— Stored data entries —
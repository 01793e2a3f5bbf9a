//! 2D line segment type.

use super::{Point2, Vec2};
use num_traits::Float;

/// A 2D line segment defined by two endpoints.
///
/// Generic over floating-point types (`f32` or `f64`).
#[derive(Debug, Clone, Copy, PartialEq)]
pub struct Segment2<F> {
    pub start: Point2<F>,
    pub end: Point2<F>,
}

impl<F: Float> Segment2<F> {
    /// Creates a new segment from two points.
    #[inline]
    pub fn new(start: Point2<F>, end: Point2<F>) -> Self {
        Self { start, end }
    }

    /// Creates a segment from coordinate pairs.
    #[inline]
    pub fn from_coords(x1: F, y1: F, x2: F, y2: F) -> Self {
        Self {
            start: Point2::new(x1, y1),
            end: Point2::new(x2, y2),
        }
    }

    /// Returns the direction vector from start to end.
    #[inline]
    pub fn direction(self) -> Vec2<F> {
        self.end - self.start
    }

    /// Returns the reversed segment (start and end swapped).
    #[inline]
    pub fn reversed(self) -> Self {
        Self {
            start: self.end,
            end: self.start,
        }
    }

    /// Returns `true` if the segment has zero length.
    #[inline]
    pub fn is_degenerate(self) -> bool {
        self.start == self.end
    }

    /// Returns `true` if the two segments have an endpoint in common.
    #[inline]
    pub fn shares_endpoint(self, other: Self) -> bool {
        self.start == other.start
            || self.start == other.end
            || self.end == other.start
            || self.end == other.end
    }

    /// Returns `true` if `other` joins the same two points, in either direction.
    #[inline]
    pub fn same_endpoints(self, other: Self) -> bool {
        self == other || self == other.reversed()
    }
}
//! 2D vector type for edge directions.

use num_traits::Float;

/// A 2D vector representing a direction or offset.
///
/// Generic over floating-point types (`f32` or `f64`).
#[derive(Debug, Clone, Copy, PartialEq)]
pub struct Vec2<F> {
    pub x: F,
    pub y: F,
}

impl<F: Float> Vec2<F> {
    /// Creates a new vector.
    #[inline]
    pub fn new(x: F, y: F) -> Self {
        Self { x, y }
    }

    /// 2D cross product: positive when `other` turns counter-clockwise from
    /// `self`, zero when the two are parallel.
    #[inline]
    pub fn cross(self, other: Self) -> F {
        self.x * other.y - self.y * other.x
    }
}

#[cfg(test)]
mod tests {
    use super::*;

    #[test]
    fn test_cross_sign() {
        let east: Vec2<f64> = Vec2::new(1.0, 0.0);
        let north = Vec2::new(0.0, 1.0);
        assert_eq!(east.cross(north), 1.0);
        assert_eq!(north.cross(east), -1.0);
        assert_eq!(east.cross(Vec2::new(-4.0, 0.0)), 0.0);
    }
}
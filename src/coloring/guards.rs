//! Guard selection from a completed coloring.

use super::{Color, Coloring};
use crate::error::{GalleryError, Result};
use crate::key::VertexKey;
use std::collections::BTreeSet;

/// Returns the color held by the fewest vertices.
///
/// Ties go to the smallest label. Only colors that actually occur are
/// considered.
///
/// # Errors
///
/// [`GalleryError::GuardSelectionUnavailable`] for an empty coloring.
pub fn select_guard_color(coloring: &Coloring) -> Result<Color> {
    // color_counts iterates labels in ascending order, so the first strict
    // minimum is also the smallest label among ties
    let mut best: Option<(Color, usize)> = None;
    for (color, count) in coloring.color_counts() {
        if best.map_or(true, |(_, fewest)| count < fewest) {
            best = Some((color, count));
        }
    }
    best.map(|(color, _)| color)
        .ok_or(GalleryError::GuardSelectionUnavailable)
}

/// The guard color of a coloring together with the vertices holding it.
#[derive(Debug, Clone, PartialEq, Eq)]
pub struct GuardSet {
    color: Color,
    vertices: BTreeSet<VertexKey>,
}

impl GuardSet {
    /// Selects the guard color of `coloring` and collects its vertices.
    pub fn from_coloring(coloring: &Coloring) -> Result<Self> {
        let color = select_guard_color(coloring)?;
        let vertices = coloring.vertices_with(color).copied().collect();
        Ok(Self { color, vertices })
    }

    /// The guard color.
    #[inline]
    pub fn color(&self) -> Color {
        self.color
    }

    /// Number of guards.
    #[inline]
    pub fn len(&self) -> usize {
        self.vertices.len()
    }

    /// Returns true if there are no guards.
    #[inline]
    pub fn is_empty(&self) -> bool {
        self.vertices.is_empty()
    }

    /// Returns true if `key` is a guard.
    #[inline]
    pub fn contains(&self, key: &VertexKey) -> bool {
        self.vertices.contains(key)
    }

    /// Guard vertices in ascending key order.
    pub fn iter(&self) -> impl Iterator<Item = &VertexKey> + '_ {
        self.vertices.iter()
    }
}
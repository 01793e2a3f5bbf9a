//! art-gallery - Guard placement for simple polygons
//!
//! Builds a simple polygon one vertex at a time, refusing any edge that
//! would cross the boundary, then triangulates it, 3-colors the
//! triangulation graph by backtracking search and picks the smallest color
//! class as a set of guards that together see the whole polygon.
//!
//! The pipeline runs strictly forward:
//!
//! 1. [`polygon`]: validated, incremental boundary construction
//! 2. [`triangulation`]: triangulator boundary and triangle normalization
//! 3. [`graph`]: vertex adjacency graph of the triangles
//! 4. [`coloring`]: backtracking k-coloring and guard selection
//!
//! [`GallerySession`] drives these stages one user action at a time.

pub mod coloring;
pub mod error;
pub mod graph;
pub mod key;
pub mod polygon;
pub mod primitives;
pub mod session;
pub mod triangulation;

pub use coloring::{Color, Coloring, GuardSet};
pub use error::{GalleryError, Notice, Result, Severity};
pub use key::VertexKey;
pub use primitives::{Point2, Segment2, Vec2};
pub use session::{GalleryOptions, GallerySession};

— Requirement —
All of the data needs to be repeated exactly.

— Exercise response —
repository 01793e2a3f5bbf9a
//! 2D line segment type.

use super::{Point2, Vec2};
use num_traits::Float;

/// A 2D line segment defined by two endpoints.
///
/// Generic over floating-point types (`f32` or `f64`).
#[derive(Debug, Clone, Copy, PartialEq)]
pub struct Segment2<F> {
    pub start: Point2<F>,
    pub end: Point2<F>,
}

impl<F: Float> Segment2<F> {
    /// Creates a new segment from two points.
    #[inline]
    pub fn new(start: Point2<F>, end: Point2<F>) -> Self {
        Self { start, end }
    }

    /// Creates a segment from coordinate pairs.
    #[inline]
    pub fn from_coords(x1: F, y1: F, x2: F, y2: F) -> Self {
        Self {
            start: Point2::new(x1, y1),
            end: Point2::new(x2, y2),
        }
    }

    /// Returns the direction vector from start to end.
    #[inline]
    pub fn direction(self) -> Vec2<F> {
        self.end - self.start
    }

    /// Returns the reversed segment (start and end swapped).
    #[inline]
    pub fn reversed(self) -> Self {
        Self {
            start: self.end,
            end: self.start,
        }
    }

    /// Returns `true` if the segment has zero length.
    #[inline]
    pub fn is_degenerate(self) -> bool {
        self.start == self.end
    }

    /// Returns `true` if the two segments have an endpoint in common.
    #[inline]
    pub fn shares_endpoint(self, other: Self) -> bool {
        self.start == other.start
            || self.start == other.end
            || self.end == other.start
            || self.end == other.end
    }

    /// Returns `true` if `other` joins the same two points, in either direction.
    #[inline]
    pub fn same_endpoints(self, other: Self) -> bool {
        self == other || self == other.reversed()
    }
}
//! 2D vector type for edge directions.

use num_traits::Float;

/// A 2D vector representing a direction or offset.
///
/// Generic over floating-point types (`f32` or `f64`).
#[derive(Debug, Clone, Copy, PartialEq)]
pub struct Vec2<F> {
    pub x: F,
    pub y: F,
}

impl<F: Float> Vec2<F> {
    /// Creates a new vector.
    #[inline]
    pub fn new(x: F, y: F) -> Self {
        Self { x, y }
    }

    /// 2D cross product: positive when `other` turns counter-clockwise from
    /// `self`, zero when the two are parallel.
    #[inline]
    pub fn cross(self, other: Self) -> F {
        self.x * other.y - self.y * other.x
    }
}

#[cfg(test)]
mod tests {
    use super::*;

    #[test]
    fn test_cross_sign() {
        let east: Vec2<f64> = Vec2::new(1.0, 0.0);
        let north = Vec2::new(0.0, 1.0);
        assert_eq!(east.cross(north), 1.0);
        assert_eq!(north.cross(east), -1.0);
        assert_eq!(east.cross(Vec2::new(-4.0, 0.0)), 0.0);
    }
}
filename src/coloring/guards.rs
//! Guard selection from a completed coloring.

use super::{Color, Coloring};
use crate::error::{GalleryError, Result};
use crate::key::VertexKey;
use std::collections::BTreeSet;

/// Returns the color held by the fewest vertices.
///
/// Ties go to the smallest label. Only colors that actually occur are
/// considered.
///
/// # Errors
///
/// [`GalleryError::GuardSelectionUnavailable`] for an empty coloring.
pub fn select_guard_color(coloring: &Coloring) -> Result<Color> {
    // color_counts iterates labels in ascending order, so the first strict
    // minimum is also the smallest label among ties
    let mut best: Option<(Color, usize)> = None;
    for (color, count) in coloring.color_counts() {
        if best.map_or(true, |(_, fewest)| count < fewest) {
            best = Some((color, count));
        }
    }
    best.map(|(color, _)| color)
        .ok_or(GalleryError::GuardSelectionUnavailable)
}

/// The guard color of a coloring together with the vertices holding it.
#[derive(Debug, Clone, PartialEq, Eq)]
pub struct GuardSet {
    color: Color,
    vertices: BTreeSet<VertexKey>,
}

impl GuardSet {
    /// Selects the guard color of `coloring` and collects its vertices.
    pub fn from_coloring(coloring: &Coloring) -> Result<Self> {
        let color = select_guard_color(coloring)?;
        let vertices = coloring.vertices_with(color).copied().collect();
        Ok(Self { color, vertices })
    }

    /// The guard color.
    #[inline]
    pub fn color(&self) -> Color {
        self.color
    }

    /// Number of guards.
    #[inline]
    pub fn len(&self) -> usize {
        self.vertices.len()
    }

    /// Returns true if there are no guards.
    #[inline]
    pub fn is_empty(&self) -> bool {
        self.vertices.is_empty()
    }

    /// Returns true if `key` is a guard.
    #[inline]
    pub fn contains(&self, key: &VertexKey) -> bool {
        self.vertices.contains(key)
    }

    /// Guard vertices in ascending key order.
    pub fn iter(&self) -> impl Iterator<Item = &VertexKey> + '_ {
        self.vertices.iter()
    }
}
repository 01793e2a3f5bbf9a
//! art-gallery - Guard placement for simple polygons
//!
//! Builds a simple polygon one vertex at a time, refusing any edge that
//! would cross the boundary, then triangulates it, 3-colors the
//! triangulation graph by backtracking search and picks the smallest color
//! class as a set of guards that together see the whole polygon.
//!
//! The pipeline runs strictly forward:
//!
//! 1. [`polygon`]: validated, incremental boundary construction
//! 2. [`triangulation`]: triangulator boundary and triangle normalization
//! 3. [`graph`]: vertex adjacency graph of the triangles
//! 4. [`coloring`]: backtracking k-coloring and guard selection
//!
//! [`GallerySession`] drives these stages one user action at a time.

pub mod coloring;
pub mod error;
pub mod graph;
pub mod key;
pub mod polygon;
pub mod primitives;
pub mod session;
pub mod triangulation;

pub use coloring::{Color, Coloring, GuardSet};
pub use error::{GalleryError, Notice, Result, Severity};
pub use key::VertexKey;
pub use primitives::{Point2, Segment2, Vec2};
pub use session::{GalleryOptions, GallerySession};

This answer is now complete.